Another leg of our journey

“What is this journey of which you speak?” you might ask. Well, it’s a goal, really. Granted, it’s one I didn’t know I had until I found myself planning it. But it’s become a goal now:

To Sail from the Atlantic Ocean to the Black Sea
via the Rivers and Canals of Europe

Many European river cruise lines (including our fave) do offer three-to-four week cruises that do just that. But due to circumstances, we find ourselves carving up this “nautical meal” into smaller, more manageable “bites.”


NEWSFLASH!
LOWER DANUBE RIVER WATER LEVEL DROPS LIKE HOT POTATO!
Passengers are “Blue” as itinerary changes


Well, if we’ve learned anything during our travels, it is to be flexible. Once more, we draw upon that lesson, take a deep breath, and ready ourselves for what may come.
    So, most of the rest of this page is now fictional exposition…save the map…at least for now. Constanța and Ruse are off the itinerary.
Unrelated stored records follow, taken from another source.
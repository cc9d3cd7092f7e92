use console::{style, Term};
use std::sync::atomic::{AtomicBool, Ordering};

const BANNER_WIDTH: usize = 80;

static NARRATE_TO_STDERR: AtomicBool = AtomicBool::new(false);

/// Send command narration to stderr instead of stdout, leaving stdout free
/// for machine-readable output.
pub fn narrate_to_stderr(enabled: bool) {
    NARRATE_TO_STDERR.store(enabled, Ordering::Relaxed);
}

fn narration_term() -> Term {
    if NARRATE_TO_STDERR.load(Ordering::Relaxed) {
        Term::stderr()
    } else {
        Term::stdout()
    }
}

/// Print one line of operator-facing narration.
pub fn narrate(line: &str) {
    let _ = narration_term().write_line(line);
}

/// Header line announcing a command, e.g.
/// `== BUILDING THE .WHL ====...==== builder venv ==`.
pub fn banner_header(title: &str, at: &str) -> String {
    let title = title.to_uppercase();
    let fill = BANNER_WIDTH.saturating_sub(at.chars().count() + title.chars().count() + 8);
    format!("== {title} {} {at} ==", "=".repeat(fill))
}

pub fn banner_footer() -> String {
    "=".repeat(BANNER_WIDTH)
}

/// Echo a command before running it. Operators rely on this narration to see
/// which tool in which environment produced the output that follows.
pub fn print_command_banner(title: &str, at: &str, command_line: &str) {
    let term = narration_term();
    let _ = term.write_line("");
    let _ = term.write_line(&style(banner_header(title, at)).bold().to_string());
    let _ = term.write_line(command_line);
    let _ = term.write_line(&style(banner_footer()).bold().to_string());
    let _ = term.write_line("");
}

pub fn print_command_output(output: &str) {
    let trimmed = output.trim_end();
    if !trimmed.is_empty() {
        narrate(trimmed);
    }
}
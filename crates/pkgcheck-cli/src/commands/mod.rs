pub mod check;
pub mod completions;
pub mod doctor;
pub mod man_pages;

use pkgcheck_core::CoreError;

pub const EXIT_SUCCESS: u8 = 0;
pub const EXIT_FAILURE: u8 = 1;
pub const EXIT_PLAN_ERROR: u8 = 2;
pub const EXIT_VALIDATION_FAILED: u8 = 3;
pub const EXIT_INSTALL_FAILED: u8 = 4;
pub const EXIT_PROBE_FAILED: u8 = 5;

/// Errors starting with this prefix exit with [`EXIT_PLAN_ERROR`].
pub const PLAN_ERROR_PREFIX: &str = "check plan error:";

pub fn json_pretty(value: &impl serde::Serialize) -> Result<String, String> {
    serde_json::to_string_pretty(value).map_err(|e| format!("JSON serialization failed: {e}"))
}

/// Exit code for a failed pipeline run.
pub fn exit_code_for(err: &CoreError) -> u8 {
    match err {
        CoreError::Validation(_) => EXIT_VALIDATION_FAILED,
        CoreError::Install(_) => EXIT_INSTALL_FAILED,
        CoreError::Execution(_)
        | CoreError::MarkerNotFound(_)
        | CoreError::ModuleNotFound { .. }
        | CoreError::InvalidModuleName(_) => EXIT_PROBE_FAILED,
        _ => EXIT_FAILURE,
    }
}

pub fn colorize_status(status: &str) -> String {
    use console::Style;
    match status {
        "passed" => Style::new().green().apply_to(status).to_string(),
        "failed" => Style::new().red().bold().apply_to(status).to_string(),
        other => other.to_owned(),
    }
}
use crate::plan::{CheckPlanV1, PlanError, PythonEntry, ShellEntry};
use serde::{Deserialize, Serialize};

/// Validated check plan: code trimmed, marker checked, module list sorted
/// and deduplicated.
#[derive(Debug, Clone, Default, Serialize, Deserialize, PartialEq, Eq)]
pub struct NormalizedPlan {
    pub marker: String,
    pub python: Vec<PythonProbe>,
    pub shell: Vec<ShellProbe>,
    pub markers: Vec<String>,
}

#[derive(Debug, Clone, Serialize, Deserialize, PartialEq, Eq)]
pub struct PythonProbe {
    pub code: String,
    pub expect_output: Option<String>,
}

#[derive(Debug, Clone, Serialize, Deserialize, PartialEq, Eq)]
pub struct ShellProbe {
    pub code: String,
    pub expect_exit: i32,
    pub expect_output: Option<String>,
}

impl CheckPlanV1 {
    pub fn normalize(&self) -> Result<NormalizedPlan, PlanError> {
        if self.plan_version != 1 {
            return Err(PlanError::UnsupportedVersion(self.plan_version));
        }

        let marker = self.package.marker.trim().to_owned();
        if marker.is_empty() || marker.contains(['/', '\\']) || marker == "." || marker == ".." {
            return Err(PlanError::InvalidMarker(self.package.marker.clone()));
        }

        let python = self
            .python
            .iter()
            .enumerate()
            .map(|(i, entry)| normalize_python(i, entry))
            .collect::<Result<Vec<_>, _>>()?;

        let shell = self
            .shell
            .iter()
            .enumerate()
            .map(|(i, entry)| normalize_shell(i, entry))
            .collect::<Result<Vec<_>, _>>()?;

        let mut markers = Vec::with_capacity(self.require.markers.len());
        for module in &self.require.markers {
            let module = module.trim();
            if !is_module_name(module) {
                return Err(PlanError::InvalidModule(module.to_owned()));
            }
            markers.push(module.to_owned());
        }
        markers.sort();
        markers.dedup();

        Ok(NormalizedPlan {
            marker,
            python,
            shell,
            markers,
        })
    }
}

impl NormalizedPlan {
    pub fn is_empty(&self) -> bool {
        self.python.is_empty() && self.shell.is_empty() && self.markers.is_empty()
    }

    /// Append probes given outside the plan file (e.g. on the command line).
    pub fn extend(&mut self, other: NormalizedPlan) {
        self.python.extend(other.python);
        self.shell.extend(other.shell);
        self.markers.extend(other.markers);
        self.markers.sort();
        self.markers.dedup();
    }
}

fn normalize_python(index: usize, entry: &PythonEntry) -> Result<PythonProbe, PlanError> {
    let code = entry.code.trim();
    if code.is_empty() {
        return Err(PlanError::EmptyCode {
            section: "python",
            index,
        });
    }
    Ok(PythonProbe {
        code: code.to_owned(),
        expect_output: entry.expect_output.clone(),
    })
}

fn normalize_shell(index: usize, entry: &ShellEntry) -> Result<ShellProbe, PlanError> {
    let code = entry.code.trim();
    if code.is_empty() {
        return Err(PlanError::EmptyCode {
            section: "shell",
            index,
        });
    }
    Ok(ShellProbe {
        code: code.to_owned(),
        expect_exit: entry.expect_exit,
        expect_output: entry.expect_output.clone(),
    })
}

/// Dotted Python identifier, e.g. `greeter` or `pkg.sub`.
pub fn is_module_name(name: &str) -> bool {
    !name.is_empty()
        && name.split('.').all(|part| {
            let mut chars = part.chars();
            matches!(chars.next(), Some(c) if c == '_' || c.is_alphabetic())
                && chars.all(|c| c == '_' || c.is_alphanumeric())
        })
}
We will embark the ship in the small Bulgarian river town of Nikopol, located roughly at the “bof the word Danube on the map.

Although I have to reposit my whole trans-European water journey for now, what follows are my original thoughts, hopes and dreams for this trip!


[CONTINUING]

In 2016, we sailed from Amsterdam to Vienna on the Rhine, the Mein and the Danube. Incredible trip. But the Danube doesn’t end in Vienna…and neither will we.

This year, we tick off another leg of the journey. After a brief visit to Romania’s capital, Bucharest, we will recommence our waterborne adventure…albeit traveling in the reverse direction from its endpoint. We will embark on our ship, the M/S Aria, in Constanța, Romania — the eastern terminus of the Black Sea-Danube canal — then sail west until we reach Budapest, Hungary.

Unfortunately, there will remain a small stretch of the river (and our journey) yet to be traveled: the 213 miles (340 km) of the Danube that flow from Vienna, past Bratislava, and on to Budapest. (Personally, it’s that all-important stop in Bratislava, Slovakia that is the critical missing link for me. On my maternal side, I am 50% Slovak and setting foot in “the motherland” would fulfill a lifetime dream.)

Alas, that wish will have to wait for the third and
final leg of “the journey” at some future date.

This was a spontaneous trip, quickly added due as much to its low cost (which necessary add-ins such as airfare and trip insurance soon inflated) as to its addressing a subliminal itch to travel that needed scratching.

And for some unknown reason, until very recently, it entirely escaped me that we will be incredibly close to Ukraine. 🇺🇦

Looking up some information on the Danube River, I learned that the river’s delta has three branches: two of them fully in Romania…and one that is the border between Romania and Ukraine. To emphasize the full weight of that: Romania and Ukraine share a border!

While some might find it off-putting (or even perilous) to be pleasure-seeking in an area adjacent to a war zone, it only served to remind me of our incredible 2022 Rhône River cruise and our bidding a sad farewell to the exceptional staff of the M/S River Chanson. We learned mid-trip that the ship was being dry-docked for the rest of that season at the end of our cruise due to too many cancelled bookings from skittish Americans. Their reason? The proximity of the Ukrainian conflict.

Internally, I kept screaming: THE RHÔNE IS IN FRANCE. LOOK AT A MAP! (I guess that comes from not teaching geography in school anymore.)

Fast forward and here we are, three years into the Ukrainian invasion, flying into what un-informed and assumptive Americans would characterize as a “war zone.”

Well, as Robert Herrick advised the virgins: “Gather ye rosebuds while ye may!”

Or, to “borrow” from Julius Caesar:

Invenimus.
Amavimus.
Reservavimus!
*

* We found it; we liked it; we booked it!